Human recombinant tumor necrosis factors α and β (TNF‐α and TNF‐β), at and above 1 ng/ml (≅ 70 pM), caused a dose‐ and time‐dependent enhancement of 45 Ca release from neonatal mouse calvarial bones in vitro. In addition, TNF‐α and TNF‐β (3–100 ng/ml) caused a dose‐dependent stimulation of prostaglandin E 2 (PGE 2 ) formation in the calvarial bones. TNF‐α also enhanced the biosynthesis of PGI 2 , as assessed by analysis of the stable breakdown product 6‐keto‐PGF 1α . The stimulatory actions of TNF‐α and TNF‐β on PGE 2 formation was maximal at 12 h.

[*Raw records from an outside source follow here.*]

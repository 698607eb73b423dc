use anyhow::{Context as AnyhowContext, Result};
use datarec_catalog::NewDataset;
use std::path::Path;

/// Reads a JSON array of dataset objects.
pub(crate) fn read_datasets(path: &Path) -> Result<Vec<NewDataset>> {
    let bytes =
        std::fs::read(path).with_context(|| format!("Failed to read {}", path.display()))?;
    parse_datasets(&bytes).with_context(|| format!("Invalid dataset file {}", path.display()))
}

pub(crate) fn parse_datasets(bytes: &[u8]) -> Result<Vec<NewDataset>> {
    let datasets: Vec<NewDataset> = serde_json::from_slice(bytes)?;
    Ok(datasets)
}

#[cfg(test)]
mod tests {
    use super::*;
    use pretty_assertions::assert_eq;

    #[test]
    fn parses_array_with_missing_and_null_fields() {
        let datasets = parse_datasets(
            br#"[
                {"title": "Retail", "description": null, "url": "https://example.org/r"},
                {"title": "Weather", "source": "Kaggle", "url": "https://example.org/w",
                 "size": "2 MB", "format": "csv"}
            ]"#,
        )
        .unwrap();
        assert_eq!(datasets.len(), 2);
        assert_eq!(datasets[0].description, "");
        assert_eq!(datasets[1].format, "csv");
    }

    #[test]
    fn rejects_non_array_documents() {
        assert!(parse_datasets(br#"{"title": "Retail"}"#).is_err());
    }
}
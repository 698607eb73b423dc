use datarec_catalog::{CatalogError, DatasetId};
use datarec_vector_store::{VectorKind, VectorStoreError};
use thiserror::Error;

pub type Result<T> = std::result::Result<T, SearchError>;

#[derive(Error, Debug)]
pub enum SearchError {
    #[error("Vector store error: {0}")]
    VectorStoreError(#[from] VectorStoreError),

    #[error("Catalog error: {0}")]
    CatalogError(#[from] CatalogError),

    #[error(
        "Dimension mismatch for dataset {dataset_id}: stored {kind} vector has {actual} dims, query has {expected}"
    )]
    DimensionMismatch {
        dataset_id: DatasetId,
        kind: VectorKind,
        expected: usize,
        actual: usize,
    },
}
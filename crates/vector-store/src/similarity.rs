/// Cosine similarity; 0 when either side has zero norm or the lengths differ.
#[must_use]
pub fn cosine_similarity(a: &[f32], b: &[f32]) -> f32 {
    if a.len() != b.len() {
        return 0.0;
    }

    let dot_product: f32 = a.iter().zip(b.iter()).map(|(x, y)| x * y).sum();
    let norm_a: f32 = a.iter().map(|x| x * x).sum::<f32>().sqrt();
    let norm_b: f32 = b.iter().map(|x| x * x).sum::<f32>().sqrt();

    if norm_a == 0.0 || norm_b == 0.0 {
        return 0.0;
    }

    dot_product / (norm_a * norm_b)
}

#[cfg(test)]
mod tests {
    use super::*;

    #[test]
    fn test_cosine_similarity() {
        let a = vec![1.0, 0.0, 0.0];
        let b = vec![1.0, 0.0, 0.0];
        assert!((cosine_similarity(&a, &b) - 1.0).abs() < 1e-6);

        let c = vec![1.0, 0.0];
        let d = vec![0.0, 1.0];
        assert!(cosine_similarity(&c, &d).abs() < 1e-6);

        let e = vec![3.0, 4.0];
        let f = vec![6.0, 8.0];
        assert!((cosine_similarity(&e, &f) - 1.0).abs() < 1e-6);
    }

    #[test]
    fn zero_norm_side_scores_zero() {
        assert_eq!(cosine_similarity(&[0.0, 0.0], &[1.0, 0.0]), 0.0);
        assert_eq!(cosine_similarity(&[0.0, 0.0], &[0.0, 0.0]), 0.0);
    }
}
//! Recommender HTTP API: the query endpoint, CRUD over the stores, body schemas and `/health`.

use crate::server_security::AuthToken;
use axum::{
    body::{Body, Bytes},
    extract::{Query, Request, State},
    http::{
        header::{AUTHORIZATION, CONTENT_TYPE, WWW_AUTHENTICATE},
        HeaderMap, Response as HttpResponse, StatusCode,
    },
    middleware::{self, Next},
    response::{IntoResponse, Response},
    routing::{get, post},
    Router,
};
use datarec_catalog::{CatalogError, CatalogReader, CatalogStore, DatasetId, NewDataset, QueryLog};
use datarec_indexer::normalized_text;
use datarec_protocol::{
    api_schemas, serialize_json, ErrorCode, ErrorEnvelope, ErrorResponse, HealthReport,
    QueryRequest, API_SCHEMA_VERSION,
};
use datarec_search::{Ranker, Recommender, SearchError, SimilarityScorer};
use datarec_vector_store::{
    EmbeddingRecord, EmbeddingRepository, TextEmbedder, TextVectorizer, UpsertOutcome,
    VectorStoreError,
};
use serde::de::DeserializeOwned;
use serde::{Deserialize, Serialize};
use serde_json::json;
use std::sync::Arc;

pub(crate) struct AppState {
    recommender: Arc<Recommender>,
    catalog: Arc<CatalogStore>,
    embeddings: Arc<dyn EmbeddingRepository>,
    query_log: Arc<QueryLog>,
    log_queries: bool,
    auth_token: Option<AuthToken>,
    lexical_dim: usize,
    dense_dim: usize,
}

impl AppState {
    pub(crate) fn new(
        catalog: Arc<CatalogStore>,
        embeddings: Arc<dyn EmbeddingRepository>,
        vectorizer: Arc<dyn TextVectorizer>,
        embedder: Arc<dyn TextEmbedder>,
        query_log: Arc<QueryLog>,
    ) -> Self {
        let lexical_dim = vectorizer.dimension();
        let dense_dim = embedder.dimension();
        let scorer = SimilarityScorer::new(vectorizer, embedder, embeddings.clone());
        let ranker = Ranker::new(catalog.clone());
        Self {
            recommender: Arc::new(Recommender::new(scorer, ranker)),
            catalog,
            embeddings,
            query_log,
            log_queries: false,
            auth_token: None,
            lexical_dim,
            dense_dim,
        }
    }

    #[must_use]
    pub(crate) fn with_query_logging(mut self, enabled: bool) -> Self {
        self.log_queries = enabled;
        self
    }

    #[must_use]
    pub(crate) fn with_auth_token(mut self, token: Option<AuthToken>) -> Self {
        self.auth_token = token;
        self
    }

    pub(crate) const fn auth_is_enabled(&self) -> bool {
        self.auth_token.is_some()
    }
}
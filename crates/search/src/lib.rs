//! # Dataset Recommender Search
//!
//! Blended similarity scoring over the stored vectors and resolution of the ranked ids to
//! catalog metadata.
//!
//! ```text
//! query ──> TextVectorizer::transform ─┐
//!       └─> TextEmbedder::embed ───────┼─> cosine vs every stored record
//!                                      │     blended = 0.3 * lexical + 0.7 * dense
//!                                      └─> sort ──> Ranker::resolve ──> DatasetResult[]
//! ```

pub mod error;
pub mod fusion;
pub mod ranker;
pub mod scorer;

#[cfg(test)]
mod test_log;

pub use error::{Result, SearchError};
pub use fusion::BlendWeights;
pub use ranker::{Ranker, Recommender};
pub use scorer::{sort_by_score, validate_dimensions, ScoredDataset, SimilarityScorer};
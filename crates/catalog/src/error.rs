use thiserror::Error;

pub type Result<T> = std::result::Result<T, CatalogError>;

#[derive(Error, Debug)]
pub enum CatalogError {
    #[error("IO error: {0}")]
    IoError(#[from] std::io::Error),

    #[error("Serialization error: {0}")]
    SerializationError(#[from] serde_json::Error),

    #[error("Dataset with url '{url}' already exists (id {existing_id})")]
    DuplicateUrl { url: String, existing_id: u64 },

    #[error("Not found: {0}")]
    NotFound(String),

    #[error("Invalid record: {0}")]
    InvalidRecord(String),

    #[error("Unsupported {file} schema_version {found} (expected {expected})")]
    SchemaVersion {
        file: String,
        found: u32,
        expected: u32,
    },

    #[error("{0}")]
    Other(String),
}
use datarec_catalog::DatasetId;
use serde::{Deserialize, Serialize};
use std::fmt;

/// Both vector representations of one dataset.
#[derive(Debug, Clone, PartialEq, Serialize, Deserialize)]
pub struct EmbeddingRecord {
    pub dataset_id: DatasetId,
    pub lexical: Vec<f32>,
    pub dense: Vec<f32>,
    pub normalized_text: String,
    #[serde(default)]
    pub created_at_ms: u64,
    #[serde(default)]
    pub updated_at_ms: u64,
}

/// The scoring view of an [`EmbeddingRecord`].
#[derive(Debug, Clone, PartialEq)]
pub struct StoredVectors {
    pub dataset_id: DatasetId,
    pub lexical: Vec<f32>,
    pub dense: Vec<f32>,
}

impl From<&EmbeddingRecord> for StoredVectors {
    fn from(record: &EmbeddingRecord) -> Self {
        Self {
            dataset_id: record.dataset_id,
            lexical: record.lexical.clone(),
            dense: record.dense.clone(),
        }
    }
}

#[derive(Debug, Clone, Copy, PartialEq, Eq)]
pub enum UpsertOutcome {
    Created,
    Updated,
}

#[derive(Debug, Clone, Copy, Default, PartialEq, Eq, Serialize)]
pub struct UpsertCounts {
    pub created: usize,
    pub updated: usize,
}

impl UpsertCounts {
    pub fn add(&mut self, outcome: UpsertOutcome) {
        match outcome {
            UpsertOutcome::Created => self.created += 1,
            UpsertOutcome::Updated => self.updated += 1,
        }
    }
}

#[derive(Debug, Clone, Copy, PartialEq, Eq, Serialize, Deserialize)]
#[serde(rename_all = "snake_case")]
pub enum VectorKind {
    Lexical,
    Dense,
}

impl VectorKind {
    #[must_use]
    pub const fn as_str(self) -> &'static str {
        match self {
            Self::Lexical => "lexical",
            Self::Dense => "dense",
        }
    }
}

impl fmt::Display for VectorKind {
    fn fmt(&self, f: &mut fmt::Formatter<'_>) -> fmt::Result {
        f.write_str(self.as_str())
    }
}
use crate::error::Result;
use crate::types::{EmbeddingRecord, StoredVectors, UpsertCounts, UpsertOutcome};
use datarec_catalog::{unix_now_ms, DatasetId, JsonStateFile};
use serde::{Deserialize, Serialize};
use std::collections::BTreeMap;
use std::path::Path;
use std::sync::{PoisonError, RwLock};

/// Per-dataset vector storage as seen by the scorer and the embedding job.
pub trait EmbeddingRepository: Send + Sync {
    /// Creates or replaces the record for `record.dataset_id`.
    fn upsert(&self, record: EmbeddingRecord) -> Result<UpsertOutcome>;

    /// Applies every upsert in one write.
    fn upsert_many(&self, records: Vec<EmbeddingRecord>) -> Result<UpsertCounts>;

    /// Every stored vector pair in ascending `dataset_id` order.
    fn load_all(&self) -> Result<Vec<StoredVectors>>;

    fn get(&self, dataset_id: DatasetId) -> Result<Option<EmbeddingRecord>>;

    fn list(&self) -> Result<Vec<EmbeddingRecord>>;

    fn len(&self) -> Result<usize>;

    fn is_empty(&self) -> Result<bool> {
        Ok(self.len()? == 0)
    }
}

#[derive(Debug, Default, Serialize, Deserialize)]
struct EmbeddingTable {
    #[serde(default)]
    records: BTreeMap<DatasetId, EmbeddingRecord>,
}

impl EmbeddingTable {
    fn upsert(&mut self, mut record: EmbeddingRecord, now_ms: u64) -> UpsertOutcome {
        record.updated_at_ms = now_ms;
        match self.records.get(&record.dataset_id) {
            Some(existing) => {
                record.created_at_ms = existing.created_at_ms;
                self.records.insert(record.dataset_id, record);
                UpsertOutcome::Updated
            }
            None => {
                record.created_at_ms = now_ms;
                self.records.insert(record.dataset_id, record);
                UpsertOutcome::Created
            }
        }
    }

    fn upsert_many(&mut self, records: Vec<EmbeddingRecord>, now_ms: u64) -> UpsertCounts {
        let mut counts = UpsertCounts::default();
        for record in records {
            counts.add(self.upsert(record, now_ms));
        }
        counts
    }

    fn stored_vectors(&self) -> Vec<StoredVectors> {
        self.records.values().map(StoredVectors::from).collect()
    }
}

/// Process-local store for tests and doubles.
#[derive(Default)]
pub struct InMemoryEmbeddingStore {
    table: RwLock<EmbeddingTable>,
}

impl InMemoryEmbeddingStore {
    #[must_use]
    pub fn new() -> Self {
        Self::default()
    }

    pub fn with_records(records: Vec<EmbeddingRecord>) -> Self {
        let store = Self::new();
        store
            .table
            .write()
            .unwrap_or_else(PoisonError::into_inner)
            .upsert_many(records, unix_now_ms());
        store
    }
}

impl EmbeddingRepository for InMemoryEmbeddingStore {
    fn upsert(&self, record: EmbeddingRecord) -> Result<UpsertOutcome> {
        let mut table = self.table.write().unwrap_or_else(PoisonError::into_inner);
        Ok(table.upsert(record, unix_now_ms()))
    }

    fn upsert_many(&self, records: Vec<EmbeddingRecord>) -> Result<UpsertCounts> {
        let mut table = self.table.write().unwrap_or_else(PoisonError::into_inner);
        Ok(table.upsert_many(records, unix_now_ms()))
    }

    fn load_all(&self) -> Result<Vec<StoredVectors>> {
        let table = self.table.read().unwrap_or_else(PoisonError::into_inner);
        Ok(table.stored_vectors())
    }

    fn get(&self, dataset_id: DatasetId) -> Result<Option<EmbeddingRecord>> {
        let table = self.table.read().unwrap_or_else(PoisonError::into_inner);
        Ok(table.records.get(&dataset_id).cloned())
    }

    fn list(&self) -> Result<Vec<EmbeddingRecord>> {
        let table = self.table.read().unwrap_or_else(PoisonError::into_inner);
        Ok(table.records.values().cloned().collect())
    }

    fn len(&self) -> Result<usize> {
        let table = self.table.read().unwrap_or_else(PoisonError::into_inner);
        Ok(table.records.len())
    }
}

/// `embeddings.json` in the data directory.
pub struct JsonEmbeddingStore {
    file: JsonStateFile<EmbeddingTable>,
}

impl JsonEmbeddingStore {
    pub fn open(path: impl AsRef<Path>) -> Result<Self> {
        Ok(Self {
            file: JsonStateFile::open(path, "embeddings")?,
        })
    }

    #[must_use]
    pub fn path(&self) -> &Path {
        self.file.path()
    }
}

impl EmbeddingRepository for JsonEmbeddingStore {
    fn upsert(&self, record: EmbeddingRecord) -> Result<UpsertOutcome> {
        self.file
            .update(|table| Ok(table.upsert(record, unix_now_ms())))
    }

    fn upsert_many(&self, records: Vec<EmbeddingRecord>) -> Result<UpsertCounts> {
        let counts = self
            .file
            .update(|table| Ok::<_, crate::error::VectorStoreError>(table.upsert_many(records, unix_now_ms())))?;
        log::debug!(
            "Upserted embeddings into {}: {} created, {} updated",
            self.path().display(),
            counts.created,
            counts.updated
        );
        Ok(counts)
    }

    fn load_all(&self) -> Result<Vec<StoredVectors>> {
        Ok(self.file.snapshot()?.stored_vectors())
    }

    fn get(&self, dataset_id: DatasetId) -> Result<Option<EmbeddingRecord>> {
        Ok(self.file.snapshot()?.records.get(&dataset_id).cloned())
    }

    fn list(&self) -> Result<Vec<EmbeddingRecord>> {
        Ok(self.file.snapshot()?.records.values().cloned().collect())
    }

    fn len(&self) -> Result<usize> {
        Ok(self.file.snapshot()?.records.len())
    }
}

#[cfg(test)]
mod tests {
    use super::*;
    use pretty_assertions::assert_eq;
    use tempfile::TempDir;

    fn record(dataset_id: DatasetId, lexical: Vec<f32>, dense: Vec<f32>) -> EmbeddingRecord {
        EmbeddingRecord {
            dataset_id,
            lexical,
            dense,
            normalized_text: format!("dataset {dataset_id}"),
            created_at_ms: 0,
            updated_at_ms: 0,
        }
    }

    fn exercise_upsert_twice(store: &dyn EmbeddingRepository) {
        let first = store.upsert(record(5, vec![1.0, 0.0], vec![0.5])).unwrap();
        let second = store.upsert(record(5, vec![0.0, 1.0], vec![0.25])).unwrap();

        assert_eq!(first, UpsertOutcome::Created);
        assert_eq!(second, UpsertOutcome::Updated);
        assert_eq!(store.len().unwrap(), 1);

        let stored = store.get(5).unwrap().expect("record 5");
        assert_eq!(stored.lexical, vec![0.0, 1.0]);
        assert_eq!(stored.dense, vec![0.25]);
        assert!(stored.updated_at_ms >= stored.created_at_ms);
    }

    #[test]
    fn in_memory_upsert_replaces_existing_record() {
        exercise_upsert_twice(&InMemoryEmbeddingStore::new());
    }

    #[test]
    fn json_upsert_replaces_existing_record() {
        let tmp = TempDir::new().unwrap();
        let store = JsonEmbeddingStore::open(tmp.path().join("embeddings.json")).unwrap();
        exercise_upsert_twice(&store);
    }

    #[test]
    fn load_all_is_ordered_by_dataset_id() {
        let store = InMemoryEmbeddingStore::new();
        let counts = store
            .upsert_many(vec![
                record(9, vec![0.9], vec![0.9]),
                record(2, vec![0.2], vec![0.2]),
                record(4, vec![0.4], vec![0.4]),
                record(2, vec![0.3], vec![0.3]),
            ])
            .unwrap();
        assert_eq!(counts, UpsertCounts { created: 3, updated: 1 });

        let all = store.load_all().unwrap();
        let ids: Vec<_> = all.iter().map(|v| v.dataset_id).collect();
        assert_eq!(ids, vec![2, 4, 9]);
        assert_eq!(all[0].lexical, vec![0.3]);
        assert_eq!(all[2].dense, vec![0.9]);
    }

    #[test]
    fn json_store_is_visible_to_a_second_handle() {
        let tmp = TempDir::new().unwrap();
        let path = tmp.path().join("embeddings.json");
        let writer = JsonEmbeddingStore::open(&path).unwrap();
        let reader = JsonEmbeddingStore::open(&path).unwrap();
        assert!(reader.is_empty().unwrap());

        writer
            .upsert_many(vec![record(1, vec![1.0], vec![1.0])])
            .unwrap();
        assert_eq!(reader.len().unwrap(), 1);
        assert_eq!(reader.load_all().unwrap()[0].dataset_id, 1);
    }
}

Indomethacin, flurbiprofen, and meclofenamic acid, three structurally unrelated nonsteroidal antiinflammatory drugs, abolished PGE 2 biosynthesis induced by TNF‐α and TNF‐β (100 ng/ml). The 45 Ca release stimulated by TNF‐α and TNF‐β (100 ng/ml), however, was only slightly reduced by indomethacin, flurbiprofen, and meclofenamic acid. The partial inhibitory effect of indomethacin on 45 Ca release was seen over a wide range of TNF‐α concentrations, without affecting the concentration producing half‐maximal stimulatory response. TNF‐α and TNF‐β (100 ng/ml) stimulated bone matrix breakdown, as assessed by analysis of the release of 3 H from bone prelabeled with [ 3 H]proline. Also, the stimulatory effect of TNF‐α and TNF‐β on bone matrix degradation was partially reduced by indomethacin. Hydrocortisone (1 μM) and dexamethasone (0.1 μM) abolished TNF‐α‐ and TNF‐β‐induced production of PGE 2 . In contrast to the cyclooxygenase inhibitors, the corticosteroids did not affect the stimulatory action by the cytokines on 45 Ca release. These observations suggest that TNF‐α and TNF‐β can stimulate bone resorption in vitro by prostaglandin‐independent mechanisms.